TASK DETAILS: Print word for word the first line of the records below and every following line through the one containing "with the License."; print nothing else.

↓↓↓

// This file is part of the terraform-provider-huaweicloud project
//
// Copyright (C) ANEO, 2024-2024. All rights reserved.
//
// Licensed under the Apache License, Version 2.0 (the "License")
// you may not use this file except in compliance with the License.
// You may obtain a copy of the License at
//
//     http://www.apache.org/licenses/LICENSE-2.0
//
// Unless required by applicable law or agreed to in writing, software
// distributed under the License is distributed on an "AS IS" BASIS,
// WITHOUT WARRANTIES OR CONDITIONS OF ANY KIND, either express or implied.
// See the License for the specific language governing permissions and
// limitations under the License.

use std::borrow::Cow;
use std::collections::BTreeMap;

use std::net::IpAddr;

use async_trait::async_trait;
use serde_json::Value as Json;
use tracing::warn;

use tf_provider::{AttributePath, Diagnostics};
use tf_provider::schema::{Attribute, AttributeConstraint, AttributeType, Description, Schema};
use tf_provider::value::{Value, ValueBool, ValueList, ValueNumber, ValueString};

use crate::client::ApiError;

pub(crate) trait WithSchema {
    fn schema() -> Schema;
}

#[async_trait]
pub(crate) trait WithValidate {
    async fn validate(&self, diags: &mut Diagnostics, attr_path: AttributePath);
}

pub(crate) trait WithNormalize {
    fn normalize(&mut self, diags: &mut Diagnostics);
}

/// Build an attribute with the given type and constraint
pub(crate) fn attribute(
    attr_type: AttributeType,
    constraint: AttributeConstraint,
    description: &'static str,
) -> Attribute {
    Attribute {
        attr_type,
        description: Description::plain(description),
        constraint,
        ..Default::default()
    }
}

pub(crate) fn string_list() -> AttributeType {
    AttributeType::List(AttributeType::String.into())
}

pub(crate) fn string_set() -> AttributeType {
    AttributeType::Set(AttributeType::String.into())
}

pub(crate) fn string_map() -> AttributeType {
    AttributeType::Map(AttributeType::String.into())
}

/// Unwrap the state given by the framework
///
/// Configured states are always known objects, a null here means the framework
/// handed over something that cannot be processed.
pub(crate) fn known<T>(diags: &mut Diagnostics, state: Value<T>) -> Option<T> {
    match state {
        Value::Value(state) => Some(state),
        Value::Null => {
            diags.root_error_short("Unexpected null state");
            None
        }
        Value::Unknown => {
            diags.root_error_short("Unexpected unknown state");
            None
        }
    }
}

/// Mark a value unknown if the practitioner left it empty
pub(crate) fn unknown_if_null<T>(value: &mut Value<T>) {
    if value.is_null() {
        *value = Value::Unknown;
    }
}

/// Record a replacement trigger if a value changed
pub(crate) fn replace_if_changed<T: PartialEq>(
    triggers: &mut Vec<AttributePath>,
    path: AttributePath,
    prior: &Value<T>,
    proposed: &Value<T>,
) {
    if prior != proposed {
        triggers.push(path);
    }
}

/// Turn a failed read into a null state when the object no longer exists
pub(crate) fn check_deleted<T>(
    diags: &mut Diagnostics,
    err: ApiError,
    summary: &'static str,
) -> Option<Value<T>> {
    if err.is_not_found() {
        warn!(%err, "Resource is gone, removing it from the state");
        Some(Value::Null)
    } else {
        diags.root_error(summary, err.to_string());
        None
    }
}

/// Id of a newly created object
///
/// A response without id is reported as a failed creation.
pub(crate) fn created_id(
    diags: &mut Diagnostics,
    id: &Json,
    summary: &'static str,
) -> Option<String> {
    match id.as_str().filter(|id| !id.is_empty()) {
        Some(id) => Some(id.to_owned()),
        None => {
            diags.root_error(summary, "The API response does not contain the id of the new object");
            None
        }
    }
}

pub(crate) fn bool_or(value: &ValueBool, default: bool) -> bool {
    value.as_ref_option().copied().unwrap_or(default)
}

pub(crate) fn is_ip(s: &str) -> bool {
    s.parse::<IpAddr>().is_ok()
}

/// `address/prefix`, with a prefix no longer than the address
pub(crate) fn is_cidr(s: &str) -> bool {
    let Some((address, prefix)) = s.split_once('/') else {
        return false;
    };
    let max = match address.parse::<IpAddr>() {
        Ok(IpAddr::V4(_)) => 32,
        Ok(IpAddr::V6(_)) => 128,
        Err(_) => return false,
    };
    prefix.parse::<u8>().is_ok_and(|prefix| prefix <= max)
}

/// Known, non empty string
pub(crate) fn non_empty<'a>(value: &'a ValueString<'_>) -> Option<&'a str> {
    value.as_deref_option().filter(|s| !s.is_empty())
}

/// Region of a resource, falling back on the region of the provider
pub(crate) fn region_or<'a>(value: &'a ValueString<'_>, default: &'a str) -> &'a str {
    non_empty(value).unwrap_or(default)
}

pub(crate) fn json_str<'a>(json: &Json, key: &str) -> ValueString<'a> {
    match json.get(key) {
        Some(Json::String(s)) => Value::Value(Cow::Owned(s.clone())),
        Some(Json::Number(n)) => Value::Value(Cow::Owned(n.to_string())),
        Some(Json::Bool(b)) => Value::Value(Cow::Owned(b.to_string())),
        _ => Value::Null,
    }
}

/// String field where an empty string means the attribute is not set
pub(crate) fn json_non_empty<'a>(json: &Json, key: &str) -> ValueString<'a> {
    match json_str(json, key) {
        Value::Value(s) if s.is_empty() => Value::Null,
        value => value,
    }
}

pub(crate) fn json_i64(json: &Json, key: &str) -> ValueNumber {
    match json.get(key) {
        Some(Json::Number(n)) => n
            .as_i64()
            .or_else(|| n.as_f64().map(|f| f as i64))
            .into(),
        Some(Json::String(s)) => s.parse::<i64>().ok().into(),
        _ => Value::Null,
    }
}

pub(crate) fn json_bool(json: &Json, key: &str) -> ValueBool {
    match json.get(key) {
        Some(Json::Bool(b)) => Value::Value(*b),
        Some(Json::String(s)) => s.parse::<bool>().ok().into(),
        _ => Value::Null,
    }
}

pub(crate) fn json_str_list<'a>(json: &Json, key: &str) -> ValueList<ValueString<'a>> {
    match json.get(key) {
        Some(Json::Array(items)) => Value::Value(
            items
                .iter()
                .filter_map(Json::as_str)
                .map(|s| Value::Value(Cow::Owned(s.to_owned())))
                .collect(),
        ),
        _ => Value::Null,
    }
}

/// Whether a listed object matches a filter, unset filters match everything
pub(crate) fn matches(item: &Json, key: &str, filter: &ValueString) -> bool {
    match non_empty(filter) {
        Some(expected) => item[key].as_str() == Some(expected),
        None => true,
    }
}

/// Collect the known strings of a list
pub(crate) fn strings<'a>(list: &'a ValueList<ValueString<'_>>) -> Vec<&'a str> {
    list.iter()
        .flatten()
        .filter_map(|s| s.as_deref_option())
        .collect()
}

pub(crate) fn string_map_of<'a>(
    map: &'a tf_provider::value::ValueMap<'_, ValueString<'_>>,
) -> BTreeMap<&'a str, &'a str> {
    map.iter()
        .flatten()
        .filter_map(|(k, v)| Some((k.as_ref(), v.as_deref_option()?)))
        .collect()
}

/// Remove nulls, empty strings and empty collections from a request body
pub(crate) fn prune(value: Json) -> Json {
    match value {
        Json::Object(map) => Json::Object(
            map.into_iter()
                .map(|(k, v)| (k, prune(v)))
                .filter(|(_, v)| !is_empty(v))
                .collect(),
        ),
        Json::Array(items) => Json::Array(
            items
                .into_iter()
                .map(prune)
                .filter(|v| !is_empty(v))
                .collect(),
        ),
        value => value,
    }
}

fn is_empty(value: &Json) -> bool {
    match value {
        Json::Null => true,
        Json::String(s) => s.is_empty(),
        Json::Array(items) => items.is_empty(),
        Json::Object(map) => map.is_empty(),
        _ => false,
    }
}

↑↑↑

FINISHED TASK:
// This file is part of the terraform-provider-huaweicloud project
//
// Copyright (C) ANEO, 2024-2024. All rights reserved.
//
// Licensed under the Apache License, Version 2.0 (the "License")
// you may not use this file except in compliance with the License.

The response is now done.